Pacciamatura in plastica biodegradabile sotto fragole |
Già da qualche
anno la tecnica di pacciamatura ha incontrato la semina facendo
nascere il telo pacciamante già seminato con l'ortaggio voluto e
pronto per essere steso sul terreno preparato. Solitamente questo
telo è creato con fibre vegetali (cotone, carta, iuta) in cui
vengono immessi i semi dell'ortaggio già a distanze regolari.
Si possono trovare
in commercio teli completi o anche solo strisce che non solo
impediscono alle erbe spontanee di soffocare i nostri giovani
germogli ma ci evitano l'operazione di diradamento che si rende
indispensabile per certi ortaggi quando vengono seminati a spaglio.

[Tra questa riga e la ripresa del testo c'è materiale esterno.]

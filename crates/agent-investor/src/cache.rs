//! Disk-backed cache for the built investor directory
//!
//! One SQLite database under the OS temp directory, shared by every run.
//! Writers use `INSERT OR REPLACE` (last writer wins) with WAL journaling and
//! a busy timeout; expiry is checked when reading, nothing is swept.

use crate::error::{InvestorError, Result};
use crate::models::InvestorDirectory;
use chrono::Utc;
use rusqlite::{Connection, OptionalExtension, params};
use std::path::Path;
use std::sync::{Mutex, PoisonError};
use std::time::Duration;
use tracing::{debug, warn};

/// Key the directory is stored under
pub const DIRECTORY_KEY: &str = "structured_data";

const CACHE_TABLE_DDL: &str = "CREATE TABLE IF NOT EXISTS cache_entries (
    key TEXT PRIMARY KEY NOT NULL,
    value_json TEXT NOT NULL,
    expires_at INTEGER NOT NULL,
    updated_at TEXT NOT NULL
);";

/// Time-expiring store for the last built [`InvestorDirectory`]
pub struct DirectoryCache {
    conn: Mutex<Connection>,
}

impl DirectoryCache {
    /// Open (creating if needed) the cache database at `path`
    pub fn open(path: impl AsRef<Path>) -> Result<Self> {
        let path = path.as_ref();
        if let Some(parent) = path.parent() {
            std::fs::create_dir_all(parent)?;
        }

        let conn = Connection::open(path)?;
        conn.busy_timeout(Duration::from_secs(5))?;
        conn.execute_batch(CACHE_TABLE_DDL)?;
        conn.pragma_update(None, "journal_mode", "WAL")?;
        debug!(path = %path.display(), "Opened directory cache");

        Ok(Self {
            conn: Mutex::new(conn),
        })
    }

    /// Open an in-memory cache for testing
    pub fn open_in_memory() -> Result<Self> {
        let conn = Connection::open_in_memory()?;
        conn.execute_batch(CACHE_TABLE_DDL)?;
        Ok(Self {
            conn: Mutex::new(conn),
        })
    }

    /// The cached directory, if present and not expired
    ///
    /// A stored value that no longer parses is logged and treated as absent.
    pub fn get(&self) -> Result<Option<InvestorDirectory>> {
        let now = Utc::now().timestamp_millis();
        let value: Option<String> = self
            .conn
            .lock()
            .unwrap_or_else(PoisonError::into_inner)
            .query_row(
                "SELECT value_json FROM cache_entries WHERE key = ?1 AND expires_at > ?2",
                params![DIRECTORY_KEY, now],
                |row| row.get(0),
            )
            .optional()?;

        let Some(value) = value else {
            debug!("Directory cache miss");
            return Ok(None);
        };

        match serde_json::from_str(&value) {
            Ok(directory) => {
                debug!("Directory cache hit");
                Ok(Some(directory))
            }
            Err(e) => {
                warn!(error = %e, "Ignoring unreadable cached directory");
                Ok(None)
            }
        }
    }

    /// Store `directory`, replacing any entry and resetting its expiry
    pub fn put(&self, directory: &InvestorDirectory, ttl: Duration) -> Result<()> {
        let value = serde_json::to_string(directory)?;
        let now = Utc::now();
        let ttl_ms = i64::try_from(ttl.as_millis())
            .map_err(|_| InvestorError::Cache(format!("TTL {ttl:?} is too large")))?;

        self.conn
            .lock()
            .unwrap_or_else(PoisonError::into_inner)
            .execute(
                "INSERT OR REPLACE INTO cache_entries (key, value_json, expires_at, updated_at) \
                 VALUES (?1, ?2, ?3, ?4)",
                params![
                    DIRECTORY_KEY,
                    value,
                    now.timestamp_millis().saturating_add(ttl_ms),
                    now.to_rfc3339(),
                ],
            )?;
        debug!(ttl_secs = ttl.as_secs(), "Stored directory in cache");
        Ok(())
    }

    #[cfg(test)]
    fn put_raw(&self, value: &str, ttl: Duration) {
        let expires = Utc::now().timestamp_millis() + i64::try_from(ttl.as_millis()).unwrap();
        self.conn
            .lock()
            .unwrap()
            .execute(
                "INSERT OR REPLACE INTO cache_entries (key, value_json, expires_at, updated_at) \
                 VALUES (?1, ?2, ?3, '')",
                params![DIRECTORY_KEY, value, expires],
            )
            .unwrap();
    }
}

Posizionamento del telo preseminato in orto |
Giovane carota nata da telo preseminato |
Troppo spesso si
coltiva l'orto in modo “tradizionale” (anche se tradizionale non
è) estirpando chili di erbe indesiderate e continuando questa dura e
inutile battaglia contro i mulini a vento quando abbiamo sotto mano
una tecnica che, se ben gestita, non solo ci evita tanta fatica ma
addirittura arricchisce e protegge il fattore fondamentale per un
buon raccolto: il terreno.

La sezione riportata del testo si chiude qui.